You've heard that sponges are a breeding ground for dangerous bacteria like salmonella and E-coli. Instead of trusting yourself to toss it at least weekly, stop using them completely. If you use a dishrag instead to clean dishes, you can hang it to dry between uses. Then just wash and dry it with your other towels to kill the germs.
How often are you cleaning your sink? If you're not doing it daily, all that bacteria from your fruits and vegetables and meat is living in there. When you wash dishes, the bacteria is contaminating everything else. You can sanitize your sink daily with vinegar and baking soda. PopSugar has an easy recipe.
You should clean your dishwasher occasionally, too. You may notice a slight smell. That's how you know it's past time. Just run it empty with a cup of vinegar and a cup of baking soda.
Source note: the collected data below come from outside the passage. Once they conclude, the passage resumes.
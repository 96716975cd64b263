//! Block ingestion engine
//!
//! Consumes confirmed blocks from the ledger subscription and turns every
//! well-formed Kaspeak payload into a `message-received` event plus an
//! optional worker dispatch. One bad transaction never aborts a block:
//! per-transaction failures are logged and processing moves on.

use std::sync::atomic::Ordering;
use std::sync::Arc;

use kaspeak_crypto::curve::CurveError;
use kaspeak_crypto::identifier::IdentifierError;
use kaspeak_crypto::key::{PublicKey, Signature};
use kaspeak_primitives::payload::{PayloadError, HEADER_LEN};
use kaspeak_primitives::{BlockMeta, MessageHeader, Payload, Peer};
use thiserror::Error;
use tracing::{debug, trace, warn};

use crate::events::SessionEvent;
use crate::ledger::{BlockAdded, LedgerError, LedgerRpc, RpcTransaction};
use crate::session::Shared;

#[derive(Error, Debug)]
pub enum IngestError {
    #[error("kaspeak transaction with {inputs} inputs and a {payload_len}-byte payload carries no verbose data")]
    MissingVerboseData { inputs: usize, payload_len: usize },

    #[error("payload is not valid hex: {0}")]
    InvalidHex(#[from] hex::FromHexError),

    #[error("frame rejected: {0}")]
    Frame(#[from] PayloadError),

    #[error("payload prefix is not ascii")]
    NonAsciiPrefix,

    #[error("identifier rejected: {0}")]
    Identifier(#[from] IdentifierError),

    #[error("signer public key rejected: {0}")]
    SignerKey(#[from] CurveError),

    #[error(transparent)]
    Ledger(#[from] LedgerError),
}

pub(crate) struct Ingest {
    shared: Arc<Shared>,
    ledger: Arc<dyn LedgerRpc>,
    network_id: String,
}

impl Ingest {
    pub(crate) fn new(shared: Arc<Shared>, ledger: Arc<dyn LedgerRpc>, network_id: String) -> Self {
        Self {
            shared,
            ledger,
            network_id,
        }
    }

    /// Processes one confirmed block, transaction by transaction, in block
    /// order.
    pub(crate) fn handle_block(&self, added: BlockAdded) {
        let meta = BlockMeta::from(&added.block.header);
        trace!(block = %meta.hash, txs = added.block.transactions.len(), "processing block");

        for tx in &added.block.transactions {
            if let Err(e) = self.process_transaction(&meta, tx) {
                warn!(block = %meta.hash, "skipping transaction: {e}");
            }
        }
    }

    fn process_transaction(&self, meta: &BlockMeta, tx: &RpcTransaction) -> Result<(), IngestError> {
        let payload_hex = &tx.payload;

        if payload_hex.len() % 2 != 0 {
            return Ok(());
        }
        if payload_hex.len() < HEADER_LEN * 2 {
            return Ok(());
        }
        if !payload_hex.as_bytes()[..8].eq_ignore_ascii_case(b"4b53504b") {
            return Ok(());
        }

        let verbose = tx
            .verbose_data
            .as_ref()
            .ok_or(IngestError::MissingVerboseData {
                inputs: tx.inputs.len(),
                payload_len: payload_hex.len() / 2,
            })?;
        let txid = verbose.transaction_id;

        {
            let mut dedup = self.shared.dedup.lock().expect("dedup set poisoned");
            if !dedup.try_add(txid) {
                debug!(%txid, "already processed, skipping");
                return Ok(());
            }
        }

        let bytes = hex::decode(payload_hex)?;
        let payload = Payload::from_bytes(&bytes)?;

        let prefix = *payload.prefix();
        if !prefix.trimmed().is_ascii() {
            return Err(IngestError::NonAsciiPrefix);
        }

        if self.shared.prefix_filter.load(Ordering::SeqCst) && prefix != self.shared.prefix {
            trace!(%txid, prefix = %prefix, "foreign prefix, skipping");
            return Ok(());
        }

        let consensus_hash = tx.outpoint_ids();

        if self.shared.verify_signatures.load(Ordering::SeqCst) && !payload.verify(&consensus_hash)
        {
            warn!(%txid, "signature verification failed, skipping");
            return Ok(());
        }

        let identifier = payload.identifier()?;
        let sender = PublicKey::from_bytes(payload.public_key())?;
        let address = self.ledger.address_from_pubkey(&sender, &self.network_id)?;
        let is_own = sender == self.shared.public_key;

        let peer = Peer::new(
            address,
            sender,
            Signature::from(*payload.signature()),
            is_own,
            self.shared.secret.clone(),
        );

        let header = Arc::new(MessageHeader::new(
            txid,
            peer,
            prefix,
            payload.message_type(),
            identifier,
            *meta,
            consensus_hash,
        ));
        let data: Arc<[u8]> = Arc::from(payload.data());

        self.shared.bus.emit(SessionEvent::MessageReceived {
            header: header.clone(),
            data: data.clone(),
        });

        if prefix == self.shared.prefix {
            let worker = {
                let registry = self.shared.registry.read().expect("registry poisoned");
                registry.worker(payload.message_type())
            };

            if let Some(worker) = worker {
                let header = (*header).clone();
                let data = data.to_vec();
                tokio::spawn(async move {
                    if let Err(e) = worker.handle(header, data).await {
                        warn!(%txid, "message worker failed: {e}");
                    }
                });
            }
        }

        Ok(())
    }
}
use std::fmt;

use serde::{Deserialize, Serialize};
use thiserror::Error;
use tracing::warn;

#[derive(Error, Debug, PartialEq, Eq)]
pub enum PrefixError {
    #[error("prefix must be ascii")]
    NotAscii,
}

/// 4-byte application tag partitioning traffic among Kaspeak applications.
///
/// Shorter tags are right-padded with `0x00`; longer ones are truncated to
/// four bytes with a warning. The textual form is the tag with trailing
/// padding removed.
#[derive(Clone, Copy, PartialEq, Eq, Hash, Serialize, Deserialize)]
pub struct Prefix([u8; Self::SIZE]);

impl Prefix {
    pub const SIZE: usize = 4;

    /// Coerces an ASCII tag into exactly four bytes.
    pub fn coerce(tag: &str) -> Result<Self, PrefixError> {
        if !tag.is_ascii() {
            return Err(PrefixError::NotAscii);
        }

        let bytes = tag.as_bytes();
        if bytes.len() > Self::SIZE {
            warn!(tag, "prefix longer than {} bytes, truncating", Self::SIZE);
        }

        let mut out = [0u8; Self::SIZE];
        for (slot, byte) in out.iter_mut().zip(bytes.iter()) {
            *slot = *byte;
        }
        Ok(Self(out))
    }

    pub const fn from_bytes(bytes: [u8; Self::SIZE]) -> Self {
        Self(bytes)
    }

    pub fn as_bytes(&self) -> &[u8; Self::SIZE] {
        &self.0
    }

    pub fn to_bytes(&self) -> [u8; Self::SIZE] {
        self.0
    }

    /// The tag with trailing `0x00` padding removed.
    pub fn trimmed(&self) -> &[u8] {
        let end = self
            .0
            .iter()
            .rposition(|b| *b != 0x00)
            .map(|i| i + 1)
            .unwrap_or(0);
        &self.0[..end]
    }
}

impl fmt::Debug for Prefix {
    fn fmt(&self, f: &mut fmt::Formatter<'_>) -> fmt::Result {
        write!(f, "Prefix({self})")
    }
}

impl fmt::Display for Prefix {
    fn fmt(&self, f: &mut fmt::Formatter<'_>) -> fmt::Result {
        for byte in self.trimmed() {
            write!(f, "{}", *byte as char)?;
        }
        Ok(())
    }
}
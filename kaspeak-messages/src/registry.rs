use std::collections::HashMap;
use std::sync::Arc;

use async_trait::async_trait;
use kaspeak_primitives::MessageHeader;
use thiserror::Error;

use crate::message::{KaspeakMessage, RegisteredMessage};

#[derive(Error, Debug)]
pub enum RegistryError {
    #[error("no message type registered for code {0}")]
    UnknownMessageType(u16),
}

/// Handler scheduled for each inbound message of a given type.
///
/// Workers receive the raw data section and run the decode pipeline
/// themselves; failures are logged by the dispatcher and never propagate.
#[async_trait]
pub trait MessageWorker: Send + Sync {
    async fn handle(
        &self,
        header: MessageHeader,
        data: Vec<u8>,
    ) -> Result<(), Box<dyn std::error::Error + Send + Sync>>;
}

type MessageCtor = Box<dyn Fn() -> Box<dyn KaspeakMessage> + Send + Sync>;

struct RegistryEntry {
    ctor: MessageCtor,
    worker: Option<Arc<dyn MessageWorker>>,
}

/// Maps wire type codes to message constructors and optional workers.
///
/// Re-registering a code overwrites the previous entry; lookups are
/// constant-time. Codes are `u16`, so the `0..=65535` domain needs no
/// runtime guard.
#[derive(Default)]
pub struct MessageRegistry {
    entries: HashMap<u16, RegistryEntry>,
}

impl MessageRegistry {
    pub fn new() -> Self {
        Self::default()
    }

    /// Registers a message type with an optional worker. Last registration
    /// wins.
    pub fn register<M>(&mut self, worker: Option<Arc<dyn MessageWorker>>)
    where
        M: RegisteredMessage + 'static,
    {
        self.register_with(M::MESSAGE_TYPE, Box::new(|| Box::<M>::default()), worker);
    }

    /// Raw registration form for callers that build constructors by hand.
    pub fn register_with(
        &mut self,
        code: u16,
        ctor: MessageCtor,
        worker: Option<Arc<dyn MessageWorker>>,
    ) {
        self.entries.insert(code, RegistryEntry { ctor, worker });
    }

    /// Instantiates a default value of the registered type.
    pub fn create(&self, code: u16) -> Result<Box<dyn KaspeakMessage>, RegistryError> {
        self.entries
            .get(&code)
            .map(|entry| (entry.ctor)())
            .ok_or(RegistryError::UnknownMessageType(code))
    }

    pub fn worker(&self, code: u16) -> Option<Arc<dyn MessageWorker>> {
        self.entries.get(&code).and_then(|entry| entry.worker.clone())
    }

    pub fn contains(&self, code: u16) -> bool {
        self.entries.contains_key(&code)
    }
}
To rinse or not to rinse? If you'll be running your dishwasher right away, there is no need to rinse. If you'll be filling it over a few days before you turn it on, rinse your dishes so all that food doesn't get stuck on.
Never put wooden items in the dishwasher. The water can damage spoons and cutting boards, causing the wood to swell and crack. You want to hand wash them instead and don't soak them.
When you're loading your dishwasher, put the bowls on top and face them toward the water sprayer. If you can't see the inside of a bowl or plate from below, it may not get cleaned properly. When in doubt, consult your owner's manual. The manufacturer will explain exactly how your dishwasher should be loaded.